> PROBLEM TO SOLVE:
Copy the entire listing exactly.

RECORDS FOR THE EXERCISE section start

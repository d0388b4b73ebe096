//! Socket lifecycle state machine.
//!
//! # Responsibilities
//! - Enumerate handle states and the directions that can be shut down
//! - Reject non-monotonic transitions
//! - Compute the state reached by a partial or full shutdown
//!
//! ```text
//! Unconnected → Connecting → Connected → Handshaking → Established
//!                                                          │
//!                          HalfShutdown(Read|Write) ←──────┤
//!                                   │                      │
//!                                   └──→ ShutDown ←────────┘
//!                                            │
//!              (any state, on close or failed connect/handshake)
//!                                            ↓
//!                                         Closed
//! ```

use std::fmt;

use crate::error::{EtlsError, EtlsResult};

/// One direction of a duplex TLS stream, or both.
#[derive(Debug, Clone, Copy, PartialEq, Eq, Hash)]
pub enum Direction {
    Read,
    Write,
    Both,
}

impl fmt::Display for Direction {
    fn fmt(&self, f: &mut fmt::Formatter<'_>) -> fmt::Result {
        f.write_str(match self {
            Direction::Read => "read",
            Direction::Write => "write",
            Direction::Both => "read/write",
        })
    }
}

/// Lifecycle state of a socket handle.
#[derive(Debug, Clone, Copy, PartialEq, Eq)]
pub enum SocketState {
    Unconnected,
    Connecting,
    /// Plaintext transport attached, no TLS session yet.
    Connected,
    Handshaking,
    Established,
    /// The named direction is shut, the other one still open.
    HalfShutdown(Direction),
    /// Both directions shut; the transport is held until close.
    ShutDown,
    Closed,
}

impl SocketState {
    fn rank(&self) -> u8 {
        match self {
            SocketState::Unconnected => 0,
            SocketState::Connecting => 1,
            SocketState::Connected => 2,
            SocketState::Handshaking => 3,
            SocketState::Established => 4,
            SocketState::HalfShutdown(_) => 5,
            SocketState::ShutDown => 6,
            SocketState::Closed => 7,
        }
    }

    /// Whether moving to `next` keeps the lifecycle monotonic.
    pub fn can_advance_to(&self, next: SocketState) -> bool {
        next.rank() > self.rank()
    }

    pub fn is_readable(&self) -> bool {
        matches!(
            self,
            SocketState::Established | SocketState::HalfShutdown(Direction::Write)
        )
    }

    pub fn is_writable(&self) -> bool {
        matches!(
            self,
            SocketState::Established | SocketState::HalfShutdown(Direction::Read)
        )
    }

    /// Whether a transport is attached and addresses are meaningful.
    pub fn has_transport(&self) -> bool {
        (SocketState::Connected.rank()..SocketState::Closed.rank()).contains(&self.rank())
    }

    /// State reached after shutting `direction`.
    ///
    /// A named direction that is already shut is an error; `Both` only needs
    /// one of the two directions to still be open.
    pub fn after_shutdown(&self, direction: Direction) -> EtlsResult<SocketState> {
        match self {
            SocketState::Established | SocketState::HalfShutdown(_) | SocketState::ShutDown => {}
            SocketState::Closed => return Err(EtlsError::Closed),
            other => {
                return Err(EtlsError::InvalidState {
                    operation: Operation::Shutdown,
                    state: *other,
                })
            }
        }

        let (readable, writable) = (self.is_readable(), self.is_writable());
        let (readable, writable) = match direction {
            Direction::Read if !readable => return Err(EtlsError::DirectionShutDown(direction)),
            Direction::Write if !writable => return Err(EtlsError::DirectionShutDown(direction)),
            Direction::Both if !readable && !writable => {
                return Err(EtlsError::DirectionShutDown(direction))
            }
            Direction::Read => (false, writable),
            Direction::Write => (readable, false),
            Direction::Both => (false, false),
        };

        Ok(match (readable, writable) {
            (false, true) => SocketState::HalfShutdown(Direction::Read),
            (true, false) => SocketState::HalfShutdown(Direction::Write),
            _ => SocketState::ShutDown,
        })
    }
}

impl fmt::Display for SocketState {
    fn fmt(&self, f: &mut fmt::Formatter<'_>) -> fmt::Result {
        match self {
            SocketState::Unconnected => f.write_str("unconnected"),
            SocketState::Connecting => f.write_str("connecting"),
            SocketState::Connected => f.write_str("connected"),
            SocketState::Handshaking => f.write_str("handshaking"),
            SocketState::Established => f.write_str("established"),
            SocketState::HalfShutdown(direction) => write!(f, "{direction} shut down"),
            SocketState::ShutDown => f.write_str("shut down"),
            SocketState::Closed => f.write_str("closed"),
        }
    }
}

/// Engine operation, used as a label in errors, logs and metrics.
#[derive(Debug, Clone, Copy, PartialEq, Eq, Hash)]
pub enum Operation {
    Connect,
    Listen,
    Accept,
    Handshake,
    Send,
    Receive,
    Shutdown,
    Close,
    Query,
}

impl Operation {
    pub fn as_str(&self) -> &'static str {
        match self {
            Operation::Connect => "connect",
            Operation::Listen => "listen",
            Operation::Accept => "accept",
            Operation::Handshake => "handshake",
            Operation::Send => "send",
            Operation::Receive => "receive",
            Operation::Shutdown => "shutdown",
            Operation::Close => "close",
            Operation::Query => "query",
        }
    }
}

impl fmt::Display for Operation {
    fn fmt(&self, f: &mut fmt::Formatter<'_>) -> fmt::Result {
        f.write_str(self.as_str())
    }
}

RECORDS FOR THE EXERCISE section end

> EXERCISE ANSWER:
repository d0388b4b73ebe096
//! Socket lifecycle state machine.
//!
//! # Responsibilities
//! - Enumerate handle states and the directions that can be shut down
//! - Reject non-monotonic transitions
//! - Compute the state reached by a partial or full shutdown
//!
//! ```text
//! Unconnected → Connecting → Connected → Handshaking → Established
//!                                                          │
//!                          HalfShutdown(Read|Write) ←──────┤
//!                                   │                      │
//!                                   └──→ ShutDown ←────────┘
//!                                            │
//!              (any state, on close or failed connect/handshake)
//!                                            ↓
//!                                         Closed
//! ```

use std::fmt;

use crate::error::{EtlsError, EtlsResult};

/// One direction of a duplex TLS stream, or both.
#[derive(Debug, Clone, Copy, PartialEq, Eq, Hash)]
pub enum Direction {
    Read,
    Write,
    Both,
}

impl fmt::Display for Direction {
    fn fmt(&self, f: &mut fmt::Formatter<'_>) -> fmt::Result {
        f.write_str(match self {
            Direction::Read => "read",
            Direction::Write => "write",
            Direction::Both => "read/write",
        })
    }
}

/// Lifecycle state of a socket handle.
#[derive(Debug, Clone, Copy, PartialEq, Eq)]
pub enum SocketState {
    Unconnected,
    Connecting,
    /// Plaintext transport attached, no TLS session yet.
    Connected,
    Handshaking,
    Established,
    /// The named direction is shut, the other one still open.
    HalfShutdown(Direction),
    /// Both directions shut; the transport is held until close.
    ShutDown,
    Closed,
}

impl SocketState {
    fn rank(&self) -> u8 {
        match self {
            SocketState::Unconnected => 0,
            SocketState::Connecting => 1,
            SocketState::Connected => 2,
            SocketState::Handshaking => 3,
            SocketState::Established => 4,
            SocketState::HalfShutdown(_) => 5,
            SocketState::ShutDown => 6,
            SocketState::Closed => 7,
        }
    }

    /// Whether moving to `next` keeps the lifecycle monotonic.
    pub fn can_advance_to(&self, next: SocketState) -> bool {
        next.rank() > self.rank()
    }

    pub fn is_readable(&self) -> bool {
        matches!(
            self,
            SocketState::Established | SocketState::HalfShutdown(Direction::Write)
        )
    }

    pub fn is_writable(&self) -> bool {
        matches!(
            self,
            SocketState::Established | SocketState::HalfShutdown(Direction::Read)
        )
    }

    /// Whether a transport is attached and addresses are meaningful.
    pub fn has_transport(&self) -> bool {
        (SocketState::Connected.rank()..SocketState::Closed.rank()).contains(&self.rank())
    }

    /// State reached after shutting `direction`.
    ///
    /// A named direction that is already shut is an error; `Both` only needs
    /// one of the two directions to still be open.
    pub fn after_shutdown(&self, direction: Direction) -> EtlsResult<SocketState> {
        match self {
            SocketState::Established | SocketState::HalfShutdown(_) | SocketState::ShutDown => {}
            SocketState::Closed => return Err(EtlsError::Closed),
            other => {
                return Err(EtlsError::InvalidState {
                    operation: Operation::Shutdown,
                    state: *other,
                })
            }
        }

        let (readable, writable) = (self.is_readable(), self.is_writable());
        let (readable, writable) = match direction {
            Direction::Read if !readable => return Err(EtlsError::DirectionShutDown(direction)),
            Direction::Write if !writable => return Err(EtlsError::DirectionShutDown(direction)),
            Direction::Both if !readable && !writable => {
                return Err(EtlsError::DirectionShutDown(direction))
            }
            Direction::Read => (false, writable),
            Direction::Write => (readable, false),
            Direction::Both => (false, false),
        };

        Ok(match (readable, writable) {
            (false, true) => SocketState::HalfShutdown(Direction::Read),
            (true, false) => SocketState::HalfShutdown(Direction::Write),
            _ => SocketState::ShutDown,
        })
    }
}

impl fmt::Display for SocketState {
    fn fmt(&self, f: &mut fmt::Formatter<'_>) -> fmt::Result {
        match self {
            SocketState::Unconnected => f.write_str("unconnected"),
            SocketState::Connecting => f.write_str("connecting"),
            SocketState::Connected => f.write_str("connected"),
            SocketState::Handshaking => f.write_str("handshaking"),
            SocketState::Established => f.write_str("established"),
            SocketState::HalfShutdown(direction) => write!(f, "{direction} shut down"),
            SocketState::ShutDown => f.write_str("shut down"),
            SocketState::Closed => f.write_str("closed"),
        }
    }
}

/// Engine operation, used as a label in errors, logs and metrics.
#[derive(Debug, Clone, Copy, PartialEq, Eq, Hash)]
pub enum Operation {
    Connect,
    Listen,
    Accept,
    Handshake,
    Send,
    Receive,
    Shutdown,
    Close,
    Query,
}

impl Operation {
    pub fn as_str(&self) -> &'static str {
        match self {
            Operation::Connect => "connect",
            Operation::Listen => "listen",
            Operation::Accept => "accept",
            Operation::Handshake => "handshake",
            Operation::Send => "send",
            Operation::Receive => "receive",
            Operation::Shutdown => "shutdown",
            Operation::Close => "close",
            Operation::Query => "query",
        }
    }
}

impl fmt::Display for Operation {
    fn fmt(&self, f: &mut fmt::Formatter<'_>) -> fmt::Result {
        f.write_str(self.as_str())
    }
}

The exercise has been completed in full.